#### WHAT TO WORK ON:
Note each line of the entries that includes "true". Then copy those lines.

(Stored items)

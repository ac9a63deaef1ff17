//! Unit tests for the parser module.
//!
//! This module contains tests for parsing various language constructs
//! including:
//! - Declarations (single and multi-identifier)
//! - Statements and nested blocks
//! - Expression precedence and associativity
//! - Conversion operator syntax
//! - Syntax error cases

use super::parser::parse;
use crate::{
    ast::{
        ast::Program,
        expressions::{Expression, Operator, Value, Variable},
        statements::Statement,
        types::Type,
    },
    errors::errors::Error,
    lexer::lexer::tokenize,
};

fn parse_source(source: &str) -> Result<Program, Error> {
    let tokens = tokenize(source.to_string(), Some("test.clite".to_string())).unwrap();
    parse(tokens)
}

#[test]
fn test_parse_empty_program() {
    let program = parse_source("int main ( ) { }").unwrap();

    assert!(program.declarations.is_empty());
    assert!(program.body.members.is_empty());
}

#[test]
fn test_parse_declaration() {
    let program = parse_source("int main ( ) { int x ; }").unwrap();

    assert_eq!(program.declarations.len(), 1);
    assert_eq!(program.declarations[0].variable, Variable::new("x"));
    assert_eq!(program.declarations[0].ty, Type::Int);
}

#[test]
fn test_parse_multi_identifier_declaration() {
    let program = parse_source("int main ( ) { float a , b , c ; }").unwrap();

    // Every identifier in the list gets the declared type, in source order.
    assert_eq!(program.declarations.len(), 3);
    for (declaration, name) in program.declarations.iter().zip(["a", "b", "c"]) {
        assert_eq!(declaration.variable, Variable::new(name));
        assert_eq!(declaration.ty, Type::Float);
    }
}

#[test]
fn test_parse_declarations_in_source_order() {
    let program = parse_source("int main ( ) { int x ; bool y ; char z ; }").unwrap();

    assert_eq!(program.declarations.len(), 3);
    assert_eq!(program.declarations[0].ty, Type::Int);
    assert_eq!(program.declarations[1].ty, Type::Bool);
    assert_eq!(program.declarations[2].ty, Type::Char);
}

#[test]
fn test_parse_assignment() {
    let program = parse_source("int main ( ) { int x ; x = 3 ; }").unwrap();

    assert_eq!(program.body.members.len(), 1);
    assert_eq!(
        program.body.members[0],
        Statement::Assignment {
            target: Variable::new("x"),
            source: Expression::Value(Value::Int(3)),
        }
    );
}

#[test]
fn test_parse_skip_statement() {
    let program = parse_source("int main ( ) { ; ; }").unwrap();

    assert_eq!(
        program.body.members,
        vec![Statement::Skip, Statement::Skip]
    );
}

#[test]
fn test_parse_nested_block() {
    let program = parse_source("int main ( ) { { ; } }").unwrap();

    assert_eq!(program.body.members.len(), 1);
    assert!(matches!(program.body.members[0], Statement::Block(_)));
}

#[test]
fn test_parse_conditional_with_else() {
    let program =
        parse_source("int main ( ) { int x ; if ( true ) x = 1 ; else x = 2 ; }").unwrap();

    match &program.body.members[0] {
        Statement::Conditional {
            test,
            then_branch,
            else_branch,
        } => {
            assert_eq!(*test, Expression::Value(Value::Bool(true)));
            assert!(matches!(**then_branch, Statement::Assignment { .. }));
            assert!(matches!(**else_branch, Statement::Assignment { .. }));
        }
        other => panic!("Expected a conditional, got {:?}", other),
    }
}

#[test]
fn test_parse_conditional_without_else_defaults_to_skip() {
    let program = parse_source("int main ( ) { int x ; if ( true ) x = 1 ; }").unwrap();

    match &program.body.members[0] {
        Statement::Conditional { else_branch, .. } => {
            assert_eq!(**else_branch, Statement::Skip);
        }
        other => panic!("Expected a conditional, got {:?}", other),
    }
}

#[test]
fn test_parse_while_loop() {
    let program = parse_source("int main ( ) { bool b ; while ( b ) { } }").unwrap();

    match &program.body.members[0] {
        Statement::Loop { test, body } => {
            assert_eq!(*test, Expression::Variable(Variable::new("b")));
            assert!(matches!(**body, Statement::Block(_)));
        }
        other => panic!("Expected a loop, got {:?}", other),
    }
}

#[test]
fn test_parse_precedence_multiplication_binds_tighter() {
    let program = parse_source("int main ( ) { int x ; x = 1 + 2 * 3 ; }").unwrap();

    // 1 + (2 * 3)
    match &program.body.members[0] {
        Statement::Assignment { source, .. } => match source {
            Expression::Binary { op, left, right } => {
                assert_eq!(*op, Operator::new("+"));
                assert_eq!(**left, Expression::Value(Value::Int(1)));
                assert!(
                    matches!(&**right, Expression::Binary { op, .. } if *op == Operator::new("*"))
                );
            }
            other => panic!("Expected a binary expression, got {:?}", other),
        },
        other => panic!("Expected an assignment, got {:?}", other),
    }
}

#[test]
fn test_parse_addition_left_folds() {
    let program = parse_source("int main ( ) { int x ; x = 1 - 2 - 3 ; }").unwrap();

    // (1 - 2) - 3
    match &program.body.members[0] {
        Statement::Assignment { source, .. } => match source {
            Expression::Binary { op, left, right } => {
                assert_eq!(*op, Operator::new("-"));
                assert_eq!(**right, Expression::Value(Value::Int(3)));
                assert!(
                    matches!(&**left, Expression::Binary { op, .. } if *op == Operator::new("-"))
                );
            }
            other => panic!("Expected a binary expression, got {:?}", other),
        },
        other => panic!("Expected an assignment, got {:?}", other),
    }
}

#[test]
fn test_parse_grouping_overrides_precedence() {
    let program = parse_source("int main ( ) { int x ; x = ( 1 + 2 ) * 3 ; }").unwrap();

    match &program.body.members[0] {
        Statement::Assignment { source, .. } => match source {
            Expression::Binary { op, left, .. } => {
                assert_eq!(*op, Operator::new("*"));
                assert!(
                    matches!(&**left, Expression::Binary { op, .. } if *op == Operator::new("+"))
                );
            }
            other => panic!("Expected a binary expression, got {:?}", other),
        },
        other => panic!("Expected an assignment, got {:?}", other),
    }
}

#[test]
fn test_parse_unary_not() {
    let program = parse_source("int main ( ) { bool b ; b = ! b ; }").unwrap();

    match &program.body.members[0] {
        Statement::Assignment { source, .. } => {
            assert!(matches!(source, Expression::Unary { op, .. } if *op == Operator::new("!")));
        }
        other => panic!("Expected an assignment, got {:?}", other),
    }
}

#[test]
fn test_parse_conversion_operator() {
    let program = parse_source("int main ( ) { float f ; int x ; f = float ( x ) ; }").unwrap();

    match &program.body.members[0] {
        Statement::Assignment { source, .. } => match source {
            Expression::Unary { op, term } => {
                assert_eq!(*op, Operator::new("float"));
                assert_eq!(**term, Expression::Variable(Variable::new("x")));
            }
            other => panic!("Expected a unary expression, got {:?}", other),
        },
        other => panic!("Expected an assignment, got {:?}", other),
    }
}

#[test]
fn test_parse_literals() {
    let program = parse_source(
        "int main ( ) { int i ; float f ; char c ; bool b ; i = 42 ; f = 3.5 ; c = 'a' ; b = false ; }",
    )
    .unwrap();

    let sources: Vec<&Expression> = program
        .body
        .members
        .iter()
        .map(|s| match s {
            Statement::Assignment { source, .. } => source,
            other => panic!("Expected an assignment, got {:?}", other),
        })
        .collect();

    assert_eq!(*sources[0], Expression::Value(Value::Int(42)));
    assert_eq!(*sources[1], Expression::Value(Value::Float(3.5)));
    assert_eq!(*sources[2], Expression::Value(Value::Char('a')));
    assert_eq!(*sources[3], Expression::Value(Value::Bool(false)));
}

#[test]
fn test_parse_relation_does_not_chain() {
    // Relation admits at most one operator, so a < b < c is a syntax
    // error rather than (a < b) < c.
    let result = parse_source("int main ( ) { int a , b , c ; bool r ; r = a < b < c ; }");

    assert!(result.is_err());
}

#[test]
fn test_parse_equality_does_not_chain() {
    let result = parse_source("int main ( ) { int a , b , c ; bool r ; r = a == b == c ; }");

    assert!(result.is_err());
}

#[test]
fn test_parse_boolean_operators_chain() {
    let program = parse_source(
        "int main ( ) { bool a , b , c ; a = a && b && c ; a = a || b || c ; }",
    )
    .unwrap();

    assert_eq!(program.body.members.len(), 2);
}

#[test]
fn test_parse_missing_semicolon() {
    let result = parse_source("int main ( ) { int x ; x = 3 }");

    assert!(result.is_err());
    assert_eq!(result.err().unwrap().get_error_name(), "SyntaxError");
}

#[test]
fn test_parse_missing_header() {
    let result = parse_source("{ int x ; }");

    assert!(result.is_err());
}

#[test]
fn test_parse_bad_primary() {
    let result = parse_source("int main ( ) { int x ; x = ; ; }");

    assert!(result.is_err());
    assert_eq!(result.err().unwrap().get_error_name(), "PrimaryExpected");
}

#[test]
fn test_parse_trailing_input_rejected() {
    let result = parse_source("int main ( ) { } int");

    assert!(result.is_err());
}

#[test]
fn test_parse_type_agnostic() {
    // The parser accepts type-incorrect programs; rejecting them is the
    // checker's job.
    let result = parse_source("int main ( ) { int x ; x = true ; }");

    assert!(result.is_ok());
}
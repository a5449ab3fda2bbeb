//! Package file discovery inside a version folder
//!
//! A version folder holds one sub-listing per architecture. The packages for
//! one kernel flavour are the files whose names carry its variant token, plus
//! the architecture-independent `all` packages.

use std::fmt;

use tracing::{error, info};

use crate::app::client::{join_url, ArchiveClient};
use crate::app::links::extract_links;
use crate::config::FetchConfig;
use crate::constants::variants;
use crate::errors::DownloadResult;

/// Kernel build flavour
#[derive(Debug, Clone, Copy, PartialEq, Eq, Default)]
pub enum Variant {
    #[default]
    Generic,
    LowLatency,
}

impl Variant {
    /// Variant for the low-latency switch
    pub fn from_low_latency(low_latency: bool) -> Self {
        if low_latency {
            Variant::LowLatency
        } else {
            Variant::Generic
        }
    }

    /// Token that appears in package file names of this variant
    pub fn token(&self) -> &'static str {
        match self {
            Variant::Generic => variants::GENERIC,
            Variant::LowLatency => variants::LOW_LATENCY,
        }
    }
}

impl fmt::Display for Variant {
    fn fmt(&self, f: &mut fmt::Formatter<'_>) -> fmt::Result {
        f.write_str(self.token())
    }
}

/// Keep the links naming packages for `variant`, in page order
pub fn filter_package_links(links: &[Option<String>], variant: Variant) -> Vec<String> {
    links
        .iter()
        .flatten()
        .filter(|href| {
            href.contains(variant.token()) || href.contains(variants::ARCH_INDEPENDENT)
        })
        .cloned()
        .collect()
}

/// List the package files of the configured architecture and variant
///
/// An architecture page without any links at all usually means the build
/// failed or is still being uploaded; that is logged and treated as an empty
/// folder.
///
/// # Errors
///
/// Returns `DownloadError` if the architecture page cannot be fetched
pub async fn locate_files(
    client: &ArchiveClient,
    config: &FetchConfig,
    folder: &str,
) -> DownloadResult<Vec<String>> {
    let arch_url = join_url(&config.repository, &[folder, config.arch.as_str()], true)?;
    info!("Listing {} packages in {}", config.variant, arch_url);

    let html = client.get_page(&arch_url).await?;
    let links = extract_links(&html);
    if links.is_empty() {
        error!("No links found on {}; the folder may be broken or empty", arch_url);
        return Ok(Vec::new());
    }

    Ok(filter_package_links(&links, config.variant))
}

#### TASK OUTPUT:
        parse_source("int main ( ) { int x ; if ( true ) x = 1 ; else x = 2 ; }").unwrap();
            assert_eq!(*test, Expression::Value(Value::Bool(true)));
    let program = parse_source("int main ( ) { int x ; if ( true ) x = 1 ; }").unwrap();
    let result = parse_source("int main ( ) { int x ; x = true ; }");
    let arch_url = join_url(&config.repository, &[folder, config.arch.as_str()], true)?;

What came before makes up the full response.